REQUIRED WORK: Transcribe word for word the lines below from the line with "rejected, never clamped." through the line with "for (i, item)", ends included.

── DATA SHOWN

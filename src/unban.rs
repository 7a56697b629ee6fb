// Ban durations and unban timestamp arithmetic.
//
// The platform takes the unban moment as Unix seconds rendered in decimal,
// or an empty string for a ban that never expires.

use chrono::{DateTime, Datelike, NaiveDate, TimeZone};

/// How long a ban lasts.
#[derive(Debug, Clone, Copy, PartialEq, Eq)]
pub enum Term {
    /// No end date.
    Permanent,
    /// Fixed number of seconds from the moment the unban date is computed.
    Seconds(u64),
    /// Until Dec 31, 23:59:59 of the current year, local time.
    EndOfYear,
}

impl Term {
    /// `0` is the permanent-ban sentinel used by the data document.
    pub fn from_seconds(seconds: u64) -> Self {
        if seconds == 0 {
            Term::Permanent
        } else {
            Term::Seconds(seconds)
        }
    }
}

/// A selectable duration: display title plus its term.
#[derive(Debug, Clone, PartialEq, Eq)]
pub struct BanDuration {
    pub title: String,
    pub term: Term,
}

/// Compute the `end_date` value for a ban starting at `now`.
pub fn unban_date<Tz: TimeZone>(term: Term, now: &DateTime<Tz>) -> String {
    match term {
        Term::Permanent => String::new(),
        Term::Seconds(seconds) => now.timestamp().saturating_add_unsigned(seconds).to_string(),
        Term::EndOfYear => end_of_year(now).to_string(),
    }
}

/// Unix timestamp of Dec 31, 23:59:59 in the year and zone of `now`.
pub fn end_of_year<Tz: TimeZone>(now: &DateTime<Tz>) -> i64 {
    // Only missing past the last year chrono can represent.
    let Some(last_second) =
        NaiveDate::from_ymd_opt(now.year(), 12, 31).and_then(|d| d.and_hms_opt(23, 59, 59))
    else {
        return i64::MAX;
    };

    // Ambiguous local times take the first occurrence; a skipped one falls
    // back to reading the wall clock as UTC.
    match now.timezone().from_local_datetime(&last_second).earliest() {
        Some(dt) => dt.timestamp(),
        None => last_second.and_utc().timestamp(),
    }
}
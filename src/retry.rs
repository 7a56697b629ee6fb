// Bounded retry policy for rate-limited calls.

use std::time::Duration;

use backoff::ExponentialBackoff;

/// How rate-limited platform calls are retried.
#[derive(Debug, Clone, PartialEq)]
pub struct RetryPolicy {
    /// Total number of calls, the first one included.
    pub max_attempts: u32,
    pub initial_delay: Duration,
    pub max_delay: Duration,
    pub multiplier: f64,
}

impl Default for RetryPolicy {
    fn default() -> Self {
        // The platform allows three calls per second for user tokens.
        RetryPolicy {
            max_attempts: 10,
            initial_delay: Duration::from_millis(350),
            max_delay: Duration::from_secs(5),
            multiplier: 2.0,
        }
    }
}

impl RetryPolicy {
    /// Retry right away, at most `max_attempts` calls in total.
    pub fn immediate(max_attempts: u32) -> Self {
        RetryPolicy {
            max_attempts,
            initial_delay: Duration::ZERO,
            max_delay: Duration::ZERO,
            multiplier: 1.0,
        }
    }

    pub fn with_initial_delay(mut self, delay: Duration) -> Self {
        self.initial_delay = delay;
        self.max_delay = self.max_delay.max(delay);
        self
    }

    pub fn with_max_attempts(mut self, max_attempts: u32) -> Self {
        self.max_attempts = max_attempts.max(1);
        self
    }

    /// Fresh delay sequence for one retried call. No jitter and no elapsed
    /// time cap: the attempt counter is the only bound.
    pub fn backoff(&self) -> ExponentialBackoff {
        ExponentialBackoff {
            current_interval: self.initial_delay,
            initial_interval: self.initial_delay,
            randomization_factor: 0.0,
            multiplier: self.multiplier,
            max_interval: self.max_delay,
            max_elapsed_time: None,
            ..Default::default()
        }
    }
}

#[cfg(test)]
mod tests {
    use super::*;
    use backoff::backoff::Backoff;

    #[test]
    fn immediate_policy_never_waits() {
        let mut backoff = RetryPolicy::immediate(5).backoff();
        for _ in 0..5 {
            assert_eq!(backoff.next_backoff(), Some(Duration::ZERO));
        }
    }

    #[test]
    fn delays_grow_and_are_capped() {
        let policy = RetryPolicy {
            max_attempts: 10,
            initial_delay: Duration::from_millis(100),
            max_delay: Duration::from_millis(350),
            multiplier: 2.0,
        };
        let mut backoff = policy.backoff();
        let delays: Vec<_> = (0..4).filter_map(|_| backoff.next_backoff()).collect();
        assert_eq!(
            delays,
            vec![
                Duration::from_millis(100),
                Duration::from_millis(200),
                Duration::from_millis(350),
                Duration::from_millis(350),
            ]
        );
    }

    #[test]
    fn attempts_are_at_least_one() {
        let policy = RetryPolicy::default().with_max_attempts(0);
        assert_eq!(policy.max_attempts, 1);
    }
}
// Entrypoint for the ban tool.
// - Parses arguments, sets up logging, runs first-run setup, then hands a
//   configured workflow the operator's console.
// - Every fatal error, including a bad --api-base, goes through `fail`: it
//   is printed to stdout like every other message and the run exits with
//   status 1. A finished or cancelled run exits with 0.

use std::process::ExitCode;

use clap::Parser;
use tracing::info;
use tracing_subscriber::EnvFilter;

use vkban_cli::api::{ApiClient, HttpTransport};
use vkban_cli::cli::Cli;
use vkban_cli::config::ConfigStore;
use vkban_cli::setup::ensure_initialized;
use vkban_cli::ui::{report_fatal, Console, Prompter};
use vkban_cli::workflow::{BanWorkflow, Outcome};

fn main() -> ExitCode {
    let cli = Cli::parse();

    // RUST_LOG wins over -v when set.
    let level = match cli.verbose {
        0 => "warn",
        1 => "info",
        2 => "debug",
        _ => "trace",
    };
    let filter = EnvFilter::try_from_default_env().unwrap_or_else(|_| EnvFilter::new(level));
    tracing_subscriber::fmt()
        .with_env_filter(filter)
        .with_target(false)
        .with_writer(std::io::stderr)
        .init();

    let store = ConfigStore::new(cli.pointer_file.clone());
    let mut console = Console;

    match ensure_initialized(&store, &mut console) {
        Ok(true) => {}
        Ok(false) => {
            console.say("> Quit...");
            return ExitCode::SUCCESS;
        }
        Err(e) => return fail(&e),
    }

    let document = match store.load() {
        Ok(document) => document,
        Err(e) => return fail(&e),
    };
    let transport = match HttpTransport::new(&cli.api_base) {
        Ok(transport) => transport,
        Err(e) => return fail(&e),
    };
    let client = ApiClient::new(transport);
    let mut workflow =
        BanWorkflow::new(client, &store, document, console).with_retry(cli.retry_policy());

    match workflow.run() {
        Ok(Outcome::Banned { display_name }) => {
            info!("done: {display_name}");
            ExitCode::SUCCESS
        }
        Ok(Outcome::Cancelled) => ExitCode::SUCCESS,
        Err(e) => fail(&e),
    }
}

fn fail(e: &dyn std::error::Error) -> ExitCode {
    // Nothing left to tell the operator if stdout itself is gone.
    let _ = report_fatal(&mut std::io::stdout(), e);
    ExitCode::FAILURE
}
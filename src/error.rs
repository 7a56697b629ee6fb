// Error types for every layer of the tool.
//
// - `ApiError` is produced by the remote API client (`api`).
// - `ConfigError` is produced by the configuration store (`config`).
// - `WorkflowError` is what the ban workflow hands back to `main`; it wraps
//   the other two plus operator input problems.
//
// Messages are kept as the platform or the OS produced them, without extra
// context layered on top.

use std::path::PathBuf;

use serde::{Deserialize, Serialize};
use thiserror::Error;

/// Error object found in the `error` field of a platform envelope.
#[derive(Debug, Clone, PartialEq, Eq, Serialize, Deserialize, Error)]
#[error("code {code}: {message}")]
pub struct PlatformError {
    #[serde(rename = "error_code")]
    pub code: i64,
    #[serde(rename = "error_msg")]
    pub message: String,
    #[serde(default)]
    pub request_params: Vec<RequestParam>,
}

/// One echoed request parameter inside a `PlatformError`.
#[derive(Debug, Clone, PartialEq, Eq, Serialize, Deserialize)]
pub struct RequestParam {
    pub key: String,
    pub value: String,
}

#[derive(Debug, Error)]
pub enum ApiError {
    #[error(transparent)]
    Platform(#[from] PlatformError),

    #[error("HTTP error: {0}")]
    Transport(String),

    #[error("JSON error: {0}")]
    Decode(#[from] serde_json::Error),

    #[error("response envelope has neither `error` nor `response`")]
    MalformedEnvelope,

    #[error("parameter `{0}` is injected by the client and must not be passed")]
    ReservedParameter(String),
}

impl From<reqwest::Error> for ApiError {
    fn from(error: reqwest::Error) -> Self {
        ApiError::Transport(error.to_string())
    }
}

impl ApiError {
    /// Returns the platform error when the failure came from the envelope.
    pub fn platform(&self) -> Option<&PlatformError> {
        match self {
            ApiError::Platform(e) => Some(e),
            _ => None,
        }
    }
}

#[derive(Debug, Error)]
pub enum ConfigError {
    #[error("cannot read {path}: {source}")]
    Read {
        path: PathBuf,
        #[source]
        source: std::io::Error,
    },

    #[error("cannot write {path}: {source}")]
    Write {
        path: PathBuf,
        #[source]
        source: std::io::Error,
    },

    #[error("cannot parse {path}: {source}")]
    Parse {
        path: PathBuf,
        #[source]
        source: serde_json::Error,
    },

    #[error("cannot serialize configuration: {0}")]
    Serialize(#[source] serde_json::Error),
}

#[derive(Debug, Error)]
pub enum WorkflowError {
    #[error(transparent)]
    Api(#[from] ApiError),

    #[error(transparent)]
    Config(#[from] ConfigError),

    #[error("console error: {0}")]
    Prompt(#[from] std::io::Error),

    #[error(transparent)]
    InvalidSelection(#[from] SelectionError),

    #[error("profile URL `{0}` has no trailing handle")]
    EmptyHandle(String),

    #[error("no user found for `{0}`")]
    UserNotFound(String),

    #[error("{method}: still rate limited after {attempts} attempts")]
    RetriesExhausted { method: String, attempts: u32 },
}

impl WorkflowError {
    pub fn platform(&self) -> Option<&PlatformError> {
        match self {
            WorkflowError::Api(e) => e.platform(),
            _ => None,
        }
    }
}

/// Rejected menu answer.
#[derive(Debug, Clone, PartialEq, Eq, Error)]
pub enum SelectionError {
    #[error("`{0}` is not a number")]
    NotANumber(String),

    #[error("{index} is not between 1 and {len}")]
    OutOfRange { index: i64, len: usize },
}
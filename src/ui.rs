// UI layer: operator prompts and menus.
//
// The workflow only talks to the `Prompter` trait so it can be driven by a
// script in tests. `Console` is the real implementation: prompts go through
// `dialoguer`, everything else is printed to stdout.

use std::error::Error;
use std::io::Write;

use dialoguer::Input;
use tracing::debug;

use crate::error::{SelectionError, WorkflowError};

/// Answer that leaves any menu without doing anything.
pub const QUIT_SENTINEL: &str = "00";

/// Everything the workflow needs from the operator's terminal.
pub trait Prompter {
    /// Ask for a single whitespace-delimited token.
    fn ask(&mut self, prompt: &str) -> std::io::Result<String>;

    /// Ask for a whole line of free text.
    fn ask_line(&mut self, prompt: &str) -> std::io::Result<String>;

    /// Print a line to the operator.
    fn say(&mut self, message: &str);
}

impl<P: Prompter + ?Sized> Prompter for &mut P {
    fn ask(&mut self, prompt: &str) -> std::io::Result<String> {
        (**self).ask(prompt)
    }

    fn ask_line(&mut self, prompt: &str) -> std::io::Result<String> {
        (**self).ask_line(prompt)
    }

    fn say(&mut self, message: &str) {
        (**self).say(message)
    }
}

/// Interactive terminal prompter.
#[derive(Debug, Default)]
pub struct Console;

impl Prompter for Console {
    fn ask(&mut self, prompt: &str) -> std::io::Result<String> {
        let answer = Input::<String>::new().with_prompt(prompt).interact_text()?;
        Ok(first_token(&answer).to_string())
    }

    fn ask_line(&mut self, prompt: &str) -> std::io::Result<String> {
        let answer = Input::<String>::new()
            .with_prompt(prompt)
            .allow_empty(true)
            .interact_text()?;
        Ok(answer.trim_end_matches(['\r', '\n']).to_string())
    }

    fn say(&mut self, message: &str) {
        println!("{message}");
    }
}

fn first_token(answer: &str) -> &str {
    answer.split_whitespace().next().unwrap_or("")
}

/// What the operator picked from a menu.
#[derive(Debug, Clone, Copy, PartialEq, Eq)]
pub enum Selection {
    /// Zero-based position into the listed items.
    Index(usize),
    Quit,
}

/// Turn a 1-based menu answer into a position in a list of `len` items.
///
/// `00` quits whatever the list holds, even when it is empty. Zero,
/// negative and too large numbers are rejected, never clamped.
pub fn parse_selection(answer: &str, len: usize) -> Result<Selection, SelectionError> {
    let answer = answer.trim();
    if answer == QUIT_SENTINEL {
        return Ok(Selection::Quit);
    }
    let index: i64 = answer
        .parse()
        .map_err(|_| SelectionError::NotANumber(answer.to_string()))?;
    match usize::try_from(index) {
        Ok(i) if (1..=len).contains(&i) => Ok(Selection::Index(i - 1)),
        _ => Err(SelectionError::OutOfRange { index, len }),
    }
}

/// Print `items` as a numbered menu under `title`, then read the answer.
pub fn select<P, S>(prompter: &mut P, title: &str, items: &[S]) -> Result<Selection, WorkflowError>
where
    P: Prompter + ?Sized,
    S: AsRef<str>,
{
    for (i, item) in items.iter().enumerate() {
        prompter.say(&format!("> [{title}]: {} == {}", i + 1, item.as_ref()));
    }
    prompter.say(&format!("> [{title}]: {QUIT_SENTINEL} == Quit"));
    let answer = prompter.ask(&format!("> [{title}]"))?;
    Ok(parse_selection(&answer, items.len())?)
}

/// Write a fatal error for the operator. Errors share stdout with every
/// other message; the log only sees them at debug level.
pub fn report_fatal<W: Write>(out: &mut W, error: &dyn Error) -> std::io::Result<()> {
    debug!("run failed: {error:?}");
    writeln!(out, "{error}")
}

/// The user-facing handle of a profile URL: everything after the last `/`.
pub fn profile_handle(url: &str) -> &str {
    match url.rfind('/') {
        Some(pos) => &url[pos + 1..],
        None => url,
    }
}
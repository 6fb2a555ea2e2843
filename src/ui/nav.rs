//! Mobile navigation panel binding.

use std::cell::Cell;
use std::rc::Rc;

use web_sys::{Document, Element, HtmlElement};

use super::dom::{elements, listen, query};
use crate::core::SetupError;
use crate::core::nav::{
    CLOSE_ICON_SELECTOR, MENU_ICON_SELECTOR, NavPanel, OPEN_CLASS, SIDEBAR_LINK_SELECTOR,
    SIDEBAR_SELECTOR,
};

/// Panel state plus the elements it is rendered onto
#[derive(Clone)]
struct NavBinding {
    state: Rc<Cell<NavPanel>>,
    sidebar: Element,
    body: HtmlElement,
}

impl NavBinding {
    fn update(&self, f: impl FnOnce(&mut NavPanel)) {
        let mut panel = self.state.get();
        f(&mut panel);
        self.state.set(panel);
        self.render(panel);
    }

    fn render(&self, panel: NavPanel) {
        let classes = self.sidebar.class_list();
        let _ = if panel.is_open() {
            classes.add_1(OPEN_CLASS)
        } else {
            classes.remove_1(OPEN_CLASS)
        };

        let style = self.body.style();
        let _ = match panel.body_overflow() {
            "" => style.remove_property("overflow").map(drop),
            overflow => style.set_property("overflow", overflow),
        };
    }
}

/// Wire the open and close triggers. Returns the number of panel links bound.
pub fn bind(document: &Document) -> Result<usize, SetupError> {
    let menu_icon = query(document, MENU_ICON_SELECTOR)?;
    let close_icon = query(document, CLOSE_ICON_SELECTOR)?;
    let sidebar = query(document, SIDEBAR_SELECTOR)?;
    let body = document.body().ok_or(SetupError::MissingBody)?;

    let links = elements(sidebar.query_selector_all(SIDEBAR_LINK_SELECTOR)?);

    let nav = NavBinding {
        state: Rc::new(Cell::new(NavPanel::new())),
        sidebar,
        body,
    };

    let opener = nav.clone();
    listen(&menu_icon, "click", move |_| opener.update(NavPanel::open))?;

    let closer = nav.clone();
    listen(&close_icon, "click", move |_| closer.update(NavPanel::close))?;

    for link in &links {
        let closer = nav.clone();
        listen(link, "click", move |_| closer.update(NavPanel::close))?;
    }

    Ok(links.len())
}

────

RESULT:
/// negative and too large numbers are rejected, never clamped.
pub fn parse_selection(answer: &str, len: usize) -> Result<Selection, SelectionError> {
    let answer = answer.trim();
    if answer == QUIT_SENTINEL {
        return Ok(Selection::Quit);
    }
    let index: i64 = answer
        .parse()
        .map_err(|_| SelectionError::NotANumber(answer.to_string()))?;
    match usize::try_from(index) {
        Ok(i) if (1..=len).contains(&i) => Ok(Selection::Index(i - 1)),
        _ => Err(SelectionError::OutOfRange { index, len }),
    }
}

/// Print `items` as a numbered menu under `title`, then read the answer.
pub fn select<P, S>(prompter: &mut P, title: &str, items: &[S]) -> Result<Selection, WorkflowError>
where
    P: Prompter + ?Sized,
    S: AsRef<str>,
{
    for (i, item) in items.iter().enumerate() {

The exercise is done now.